My career plans are a bit unorthodox, so I think it might be a good idea for me to take a moment to explain what exactly it is I want to do after I get that magic piece of paper four months from now enabling me to legitimately call myself a rocket scientist. I've thought about this a lot, and think it's important, but I don't often see people talk about the kind of future I want to work towards.

Compared to things on a human scale, the universe is pretty old. Barring illness, malice, or accident, a person can expect to live about a hundred years, give or take (mostly take) a score, and that's about a hundred-millionth the age of the universe.
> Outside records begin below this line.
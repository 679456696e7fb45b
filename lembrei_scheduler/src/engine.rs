use std::{sync::Arc, time::Duration};

use chrono::{DateTime, Utc};
use lembrei_models::{alarm::AlarmInterval, countdown::CountdownState};
use tokio::{sync::watch, time::MissedTickBehavior};
use tokio_util::sync::CancellationToken;

use crate::{Clock, ScheduledTask, compute_countdown};

const TICK_PERIOD: Duration = Duration::from_secs(1);

/// Keeps a [`CountdownState`] up to date once per second while running.
///
/// The ticker is owned by the engine and released whenever the engine is
/// reconfigured, deactivated or dropped. Must be used inside a tokio runtime.
pub struct CountdownEngine {
    clock: Arc<dyn Clock>,
    state_tx: Arc<watch::Sender<CountdownState>>,
    ticker: Option<ScheduledTask>,
}

impl CountdownEngine {
    pub fn new(clock: Arc<dyn Clock>) -> Self {
        let (state_tx, _) = watch::channel(CountdownState::inactive());

        Self {
            clock,
            state_tx: Arc::new(state_tx),
            ticker: None,
        }
    }

    pub fn subscribe(&self) -> watch::Receiver<CountdownState> {
        self.state_tx.subscribe()
    }

    pub fn state(&self) -> CountdownState {
        *self.state_tx.borrow()
    }

    pub fn is_ticking(&self) -> bool {
        self.ticker.is_some()
    }

    pub fn activate(&mut self, start: DateTime<Utc>, interval: AlarmInterval) {
        self.configure(Some(start), interval, true);
    }

    pub fn deactivate(&mut self) {
        self.release_ticker();
        self.state_tx.send_replace(CountdownState::inactive());
        log::info!("[COUNTDOWN] Stopped");
    }

    /// Applies new inputs. The previous ticker is always released first.
    pub fn configure(
        &mut self,
        start: Option<DateTime<Utc>>,
        interval: AlarmInterval,
        is_active: bool,
    ) {
        self.release_ticker();

        let state = compute_countdown(start, interval, is_active, self.clock.now());
        self.state_tx.send_replace(state);

        let Some(start) = start.filter(|_| is_active) else {
            return;
        };

        log::info!(
            "[COUNTDOWN] Started at {start} with {}s interval, next alert at {:?}",
            interval.seconds(),
            state.next_alarm_date
        );

        let clock = Arc::clone(&self.clock);
        let state_tx = Arc::clone(&self.state_tx);
        self.ticker = Some(ScheduledTask::spawn(move |cancellation_token| {
            run_ticker(clock, state_tx, start, interval, cancellation_token)
        }));
    }

    fn release_ticker(&mut self) {
        if let Some(ticker) = self.ticker.take() {
            ticker.cancel();
        }
    }
}

async fn run_ticker(
    clock: Arc<dyn Clock>,
    state_tx: Arc<watch::Sender<CountdownState>>,
    start: DateTime<Utc>,
    interval: AlarmInterval,
    cancellation_token: CancellationToken,
) {
    let mut ticks = tokio::time::interval(TICK_PERIOD);
    ticks.set_missed_tick_behavior(MissedTickBehavior::Skip);
    // The first tick completes immediately and the state is already fresh.
    ticks.tick().await;

    loop {
        tokio::select! {
            biased;
            _ = cancellation_token.cancelled() => break,
            _ = ticks.tick() => {
                let state = compute_countdown(Some(start), interval, true, clock.now());
                // Checked under the channel lock, so a reset published after
                // cancellation is never overwritten by a late tick.
                state_tx.send_if_modified(|current| {
                    if cancellation_token.is_cancelled() || *current == state {
                        return false;
                    }
                    *current = state;
                    true
                });
            }
        }
    }

    log::debug!("[COUNTDOWN] Ticker released");
}

#[cfg(test)]
mod tests;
I've gotten pretty good at dealing with numbers over the years, but I can't even begin to comprehend on a raw, visceral level a time that so completely dwarfs all the time a human life can span. It's just, big, mega-big, I say to myself, with a tremble of awe.

Knowing this, saying that the universe is in its infancy sounds laughable. But for many of the current residents of the cosmos, much more lies ahead than behind. About three-fourths of the stars shining in the Milky Way right now are M class red dwarfs, the dimmest, coolest, littlest stars burning hydrogen into helium. Each of these stars will keep shining for up to a few trillion years from now, meaning many of them aren't even 1% through their lives. Long after the oceans of Earth have boiled away and the Sun has collapsed and cooled into a dim white dwarf, the universe will shine on, a bit dimmer, a bit redder, but steady across the ages. The universe is not old. It will be a child universe until every bright yellow star like the Sun has burned out and shriveled away.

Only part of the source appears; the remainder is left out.